Through mass group actions, organizers and militants press the government to redistribute unused productive land to landless workers and farmers.
Grassroots activists raise the awareness of landless farmers and workers, explaining their rights under the Constitution, and they coordinate land occupations.
National leaders lobby government to improve credit and agriculture support services for family-based farms, as well as to accelerate land reform.
Banks and government buildings are occupied to raise awareness of agrarian reform and pressure the government to fulfill its promises of support for poor farmers.
National campaigns are conducted to educate the country’s population about the possible effects of free trade accords and downside of genetically modified organisms.
International partnerships are established through structures such as the Via Campesina and World Social Forum to share experiences and build a common front against domination by multinational companies .

Speaking to Policy

Once settled on land, MST farmers still face a number of challenges, chief among them dealing with Brazil’s insertion into the global economy. Accordingly, the movement has increasingly begun to engage in the political arena. On the one hand, MST organizers have led occupations of government-owned banks and federal offices to pressure for more agricultural credits and support. But the movement has also spearheaded efforts to promote public debate and discussion.

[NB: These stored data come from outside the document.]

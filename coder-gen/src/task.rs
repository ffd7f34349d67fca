use std::{
    fmt,
    path::{Path, PathBuf},
    sync::Arc,
};

use codergen_ir::Module;

use crate::{Backend, EmitOptions};

/// One module bound to one back-end and one output file.
///
/// Created by the dispatcher, consumed by exactly one worker.
#[derive(Clone)]
pub struct Task {
    module: Arc<Module>,
    backend: Arc<dyn Backend>,
    output: PathBuf,
    destination: Option<PathBuf>,
    claimed_by: Option<String>,
    options: Arc<EmitOptions>,
}

impl Task {
    pub fn new(
        module: Arc<Module>,
        backend: Arc<dyn Backend>,
        output: PathBuf,
        options: Arc<EmitOptions>,
    ) -> Self {
        Self {
            module,
            backend,
            destination: Some(output.clone()),
            output,
            claimed_by: None,
            options,
        }
    }

    /// Mark the output as already claimed by `owner` in the same pass.
    ///
    /// Such a task fails instead of overwriting the owner's file.
    pub fn claimed_by(mut self, owner: impl Into<String>) -> Self {
        self.claimed_by = Some(owner.into());
        self
    }

    /// Module that claimed this task's output first, if not this one.
    pub fn conflict(&self) -> Option<&str> {
        self.claimed_by.as_deref()
    }

    pub fn module(&self) -> &Module {
        &self.module
    }

    pub fn backend(&self) -> &dyn Backend {
        self.backend.as_ref()
    }

    pub fn language(&self) -> &'static str {
        self.backend.language()
    }

    /// The file this task produces, used for diffing and reporting.
    pub fn output(&self) -> &Path {
        &self.output
    }

    /// Where rendered content is written; `None` means do not write.
    pub fn destination(&self) -> Option<&Path> {
        self.destination.as_deref()
    }

    /// Clear the destination so rendering computes the diff without writing.
    pub fn suppress_write(&mut self) {
        self.destination = None;
    }

    pub fn options(&self) -> &EmitOptions {
        &self.options
    }
}

impl fmt::Debug for Task {
    fn fmt(&self, f: &mut fmt::Formatter<'_>) -> fmt::Result {
        f.debug_struct("Task")
            .field("module", &self.module.name())
            .field("language", &self.language())
            .field("output", &self.output)
            .field("destination", &self.destination)
            .field("claimed_by", &self.claimed_by)
            .finish()
    }
}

The MST gathered votes for a recent national referendum condemning the FTAA and is one of the principal organizers of the World Social Forum in Porto Alegre, Rio Grande do Sul. The movement has also broadened its struggle by joining forces with other farming groups that address such issues as market dominance of milk production by multinationals, imports of genetically modified seeds, and Brazil’s foreign debt.
Lastly, an increasing number of MST members have been competing in local, state, and national elections. In the most recent federal elections in October, the number of deputies with ties to the MST increased from 11 to 16. Sociologist James Petras says four factors contributed to the MST’s turn toward electoral activity. The first is continued impunity in the judicial system and arbitrary arrests of leaders of the movement. The second is the reduction of funding for INCRA, which the MST depends upon for legal recognition and formal expropriation of unused land. The third is the growing dissatisfaction with neoliberal policies among other sectors of society. Fourth is the agricultural policy implemented during the Cardoso administration, which is blamed for the migration of an estimated 5.5 million people from the country to the city from 1986 to 1996. These recent urban migrants represent a large potential constituency for the MST.
 
Global Linkages, New Local Opportunities
Although the MST is geared to establishing strong local food economies with small, family-based farms and agro-industrial cooperatives at its base, the movement has reached out to other groups suffering from similar conditions throughout the world.
Besides helping organize events such as the World Social Forum to engage with groups from other countries on global issues, the MST is an active member of the international farmers’ movement Via Campesina. This network of farmers’ groups from 87 countries is developing a political platform focused on subjects related to agrarian reform, food sovereignty, and genetic and agricultural intellectual property rights.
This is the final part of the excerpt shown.